Stored data:
####################

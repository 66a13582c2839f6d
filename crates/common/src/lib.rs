//! Shared types for the storefront crates.

mod money;
mod status;
mod types;

pub use money::Money;
pub use status::{OrderStatus, UnknownStatus};
pub use types::{
    BrandId, CartId, CartItemId, CategoryId, OrderId, OrderItemId, OrderUuid, ProductId, ReviewId,
    UserId, WishlistId, WishlistItemId,
};
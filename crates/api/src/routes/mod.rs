//! HTTP route handlers.

pub mod cart;
pub mod health;
pub mod metrics;
pub mod orders;
pub mod products;
pub mod reviews;
pub mod users;
pub mod wishlist;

####################

Reproduce the records above exactly as they appear.

repository 66a13582c2839f6d
filename crates/common/src/lib.rs
//! Shared types for the storefront crates.

mod money;
mod status;
mod types;

pub use money::Money;
pub use status::{OrderStatus, UnknownStatus};
pub use types::{
    BrandId, CartId, CartItemId, CategoryId, OrderId, OrderItemId, OrderUuid, ProductId, ReviewId,
    UserId, WishlistId, WishlistItemId,
};
filename crates/api/src/routes/mod.rs
//! HTTP route handlers.

pub mod cart;
pub mod health;
pub mod metrics;
pub mod orders;
pub mod products;
pub mod reviews;
pub mod users;
pub mod wishlist;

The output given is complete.